My situation:

My wife moved out a little over a year ago, saying she needed some space to "find herself" again. New apartment, new clothes, new everything. She took the dogs and some of her stuff and just left. All summer we're in contact with each other and she keeps talking about divorce, which I do not want. In September sh eventually admitted to an EA, then confessed to a PA with this guy from overseas. We talked about what happens next. She says she wants to work on us getting back together. I told her that I needed two things for that to happen ... 1) i need to hear her say that she is going to try to make it work. 2) there has to be no contact with the other guy whatsoever. She agrees, a week later she says she has told him no more contact. We talk a little bit over the next few weeks ... we do stuff together and it is uncomfortable, but I see progress.

Maybe three weeks later... she basically drops off the planet again. I got the DB books and talked to the counselor. She says to back off, GAL, and stop pursuing. I have a hard time with this. I'm not sure why, but it feels so - wrong. We try to talk and go do things, but I notice that it is always me initiating, so i try to stop calling and I get all panicked and frustrated. Between T-giving and Xmas we have maybe 3 interactions. She shows up on Xmas Eve asking to borrow the vacuum. ??? That's an odd time to borrow something after not speaking to me for weeks, but ok. We end up talking about us and what we both want. She says she wants to try to get things working with us, but can't bear to have it fail again. Ok, i get that. So when we try to actually do something I'm met with excuse after excuse.

Most of the spring we had been talking maybe once a week. We'd usually do dinner on the weekend. I started to notice something, that she only calls when there is a bill involved.
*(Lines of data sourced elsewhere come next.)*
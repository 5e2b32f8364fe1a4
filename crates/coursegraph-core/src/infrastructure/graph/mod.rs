//! Knowledge graph infrastructure implementations
//!
//! This module contains the SQLite implementation of the graph store trait.

mod repository;

pub use repository::SqliteGraphStore;
//! Tracing subscriber setup for hosts embedding the library

use tracing_subscriber::EnvFilter;
use tracing_subscriber::{layer::SubscriberExt, util::SubscriberInitExt};

use crate::config::LoggingConfig;
use crate::error::{Error, Result};

/// Build the filter: `RUST_LOG` wins, else `coursegraph_core={level}`
pub fn env_filter(config: &LoggingConfig) -> Result<EnvFilter> {
    if let Ok(filter) = EnvFilter::try_from_default_env() {
        return Ok(filter);
    }
    let directive = format!("coursegraph_core={}", config.level)
        .parse()
        .map_err(|e| Error::ConfigError(format!("Invalid log level '{}': {}", config.level, e)))?;
    Ok(EnvFilter::new("warn").add_directive(directive))
}

/// Install a global fmt subscriber
///
/// Returns `Ok(false)` when a subscriber was already installed.
pub fn init(config: &LoggingConfig) -> Result<bool> {
    let filter = env_filter(config)?;
    let registry = tracing_subscriber::registry().with(filter);

    let installed = if config.json {
        registry
            .with(tracing_subscriber::fmt::layer().json().with_target(true))
            .try_init()
    } else {
        registry.with(tracing_subscriber::fmt::layer().with_target(true)).try_init()
    };
    Ok(installed.is_ok())
}
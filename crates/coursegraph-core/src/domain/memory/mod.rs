//! Conversation memory and the fact-log sync path
//!
//! - **Events**: learning events and their idempotency keys
//! - **FactLog**: durable append-only WAL of events
//! - **Flush**: extraction before conversation compaction
//! - **SyncWorker**: drains the log into the graph behind a circuit breaker
//!
//! Only the sync worker moves WAL records between states.

mod circuit_breaker;
mod event;
mod flush;
mod retry;
mod wal;
mod worker;

pub use circuit_breaker::{
    CircuitBreaker, CircuitBreakerConfig, CircuitBreakerStatus, CircuitStateKind, Permit,
};
pub use event::{LearningEvent, LearningEventType, anonymize_student_id};
pub use flush::{ConversationFlush, ConversationMessage, FlushResult, estimate_tokens};
pub use retry::{NextState, RetryPolicy, WriteOutcome};
pub use wal::{FactLog, WalRecord, WalState, WalStats};
pub use worker::{DrainReport, SyncWorker, SyncWaker, SyncWorkerHandle, WorkerCommand};
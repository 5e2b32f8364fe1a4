//! Infrastructure layer
//!
//! Contains implementations for external systems like databases.

pub mod graph;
She never actually calls me for anything else. We only do things together because I initiate them. So, her birthday was at the end of February. I asked to take her to dinner. She says "lets wait and see since it will be a busy week." So I wait. She texts me on the way home from work that she's gonna take a rain check on dinner. That is odd for her so I call to ask what's up. Apparently her friends from work decided to surprise her with dinner. She'd rather do that. I'm not happy, but I bite my tongue. I want to bring over a little gift I got ... something little and stupid but that she would find funny. She's too tired to do anything. She's too tired to see me.
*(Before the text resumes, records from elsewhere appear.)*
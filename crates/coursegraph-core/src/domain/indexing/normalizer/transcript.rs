use regex::Regex;
use std::sync::LazyLock;

use crate::domain::indexing::chunk::{Chunk, ChunkBuilder};
use crate::error::Result;

use super::{SourceAdapter, SourceDocument, SourceKind};

static TIMESTAMP: LazyLock<Regex> = LazyLock::new(|| {
    Regex::new(r"^\s*\[?\d{1,2}:\d{2}(?::\d{2})?(?:[.,]\d{1,3})?\]?").expect("valid timestamp regex")
});
static TOPIC_MARKER: LazyLock<Regex> = LazyLock::new(|| {
    Regex::new(r"(?i)^\s*(?:next|now|moving on|let's talk about|topic|section)\b|^\s*\d+\.\s")
        .expect("valid topic marker regex")
});
static PHRASE_FILLERS: LazyLock<Regex> = LazyLock::new(|| {
    Regex::new(r"(?i)\b(?:you know|i mean|sort of|kind of)\b,?\s*").expect("valid filler regex")
});
static LIKE_FILLER: LazyLock<Regex> =
    LazyLock::new(|| Regex::new(r"(?i)\blike,\s*").expect("valid filler regex"));
static SEQUENCE_NUMBER: LazyLock<Regex> =
    LazyLock::new(|| Regex::new(r"^\s*\d+\s*$").expect("valid cue number regex"));

const WORD_FILLERS: &[&str] = &[
    "um", "umm", "uh", "uhh", "er", "ah", "hmm", "basically", "actually", "literally",
];

/// Lecture transcripts
///
/// Filler words are removed line by line, then the text is segmented at
/// timestamps and spoken topic markers ("Moving on", "Next", "3."). A
/// transcript with no such boundaries falls back to paragraphs.
#[derive(Debug, Default, Clone, Copy)]
pub struct TranscriptAdapter;

impl SourceAdapter for TranscriptAdapter {
    fn kind(&self) -> SourceKind {
        SourceKind::Transcript
    }

    fn normalize(&self, doc: &SourceDocument) -> Result<Vec<Chunk>> {
        let mut segments = segment(&doc.content);
        if segments.len() <= 1 {
            segments = paragraphs(&doc.content);
        }

        let mut builder = ChunkBuilder::new(&doc.source_id);
        for segment in segments {
            builder.push(&segment);
        }
        Ok(builder.finish())
    }
}

/// Strip spoken fillers from one line
pub fn remove_fillers(line: &str) -> String {
    let line = PHRASE_FILLERS.replace_all(line, "");
    let line = LIKE_FILLER.replace_all(&line, "");
    line.split_whitespace()
        .filter(|word| {
            let bare = word
                .trim_matches(|c: char| !c.is_alphanumeric())
                .to_lowercase();
            !WORD_FILLERS.contains(&bare.as_str())
        })
        .collect::<Vec<_>>()
        .join(" ")
}

fn is_cue_line(line: &str) -> bool {
    let trimmed = line.trim();
    trimmed.eq_ignore_ascii_case("WEBVTT") || SEQUENCE_NUMBER.is_match(trimmed)
}

fn segment(content: &str) -> Vec<String> {
    let mut segments = Vec::new();
    let mut current: Vec<String> = Vec::new();

    let mut close = |current: &mut Vec<String>| {
        if !current.is_empty() {
            segments.push(current.join(" "));
            current.clear();
        }
    };

    for raw in content.lines() {
        if is_cue_line(raw) {
            continue;
        }
        if let Some(stamp) = TIMESTAMP.find(raw) {
            close(&mut current);
            // Only the timestamp itself is dropped; SRT arrow lines vanish whole
            let rest = &raw[stamp.end()..];
            if rest.contains("-->") {
                continue;
            }
            let cleaned = remove_fillers(rest);
            if !cleaned.is_empty() {
                current.push(cleaned);
            }
            continue;
        }
        if TOPIC_MARKER.is_match(raw) {
            close(&mut current);
        }
        let cleaned = remove_fillers(raw);
        if !cleaned.is_empty() {
            current.push(cleaned);
        }
    }
    close(&mut current);
    segments
}

fn paragraphs(content: &str) -> Vec<String> {
    let mut out = Vec::new();
    let mut current: Vec<String> = Vec::new();
    for raw in content.lines() {
        if raw.trim().is_empty() {
            if !current.is_empty() {
                out.push(current.join(" "));
                current.clear();
            }
            continue;
        }
        if is_cue_line(raw) {
            continue;
        }
        let cleaned = remove_fillers(raw);
        if !cleaned.is_empty() {
            current.push(cleaned);
        }
    }
    if !current.is_empty() {
        out.push(current.join(" "));
    }
    out
}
So it dawns on me that I'm the only one engaged here. She says she wants it to work, but does absolutely nothing about it. About a month ago I was ready to file. We've been separated over a year. She's been emotionally checked out for almost 2. I'm tired. I'm lonely. And I'm wondering if she is ever going to come around. So ... about a month ago I went very very dim. I initiate no contact unless there is something we absolutely have to talk about. This is the part that is killing me, and I'm not even sure this is the best plan of action. In the last month I've heard from her twice. We had to take care of the car insurance. What I want is for her to initiate something, anything. If she wants us to work, why does she just sit there? My spider sense is all tingly and I don't like it. I keep thinking that if she is not getting her emotional needs met with me (and not even trying to), then she is getting them met somewhere else. I don't know. My intuition isn't wrong very often.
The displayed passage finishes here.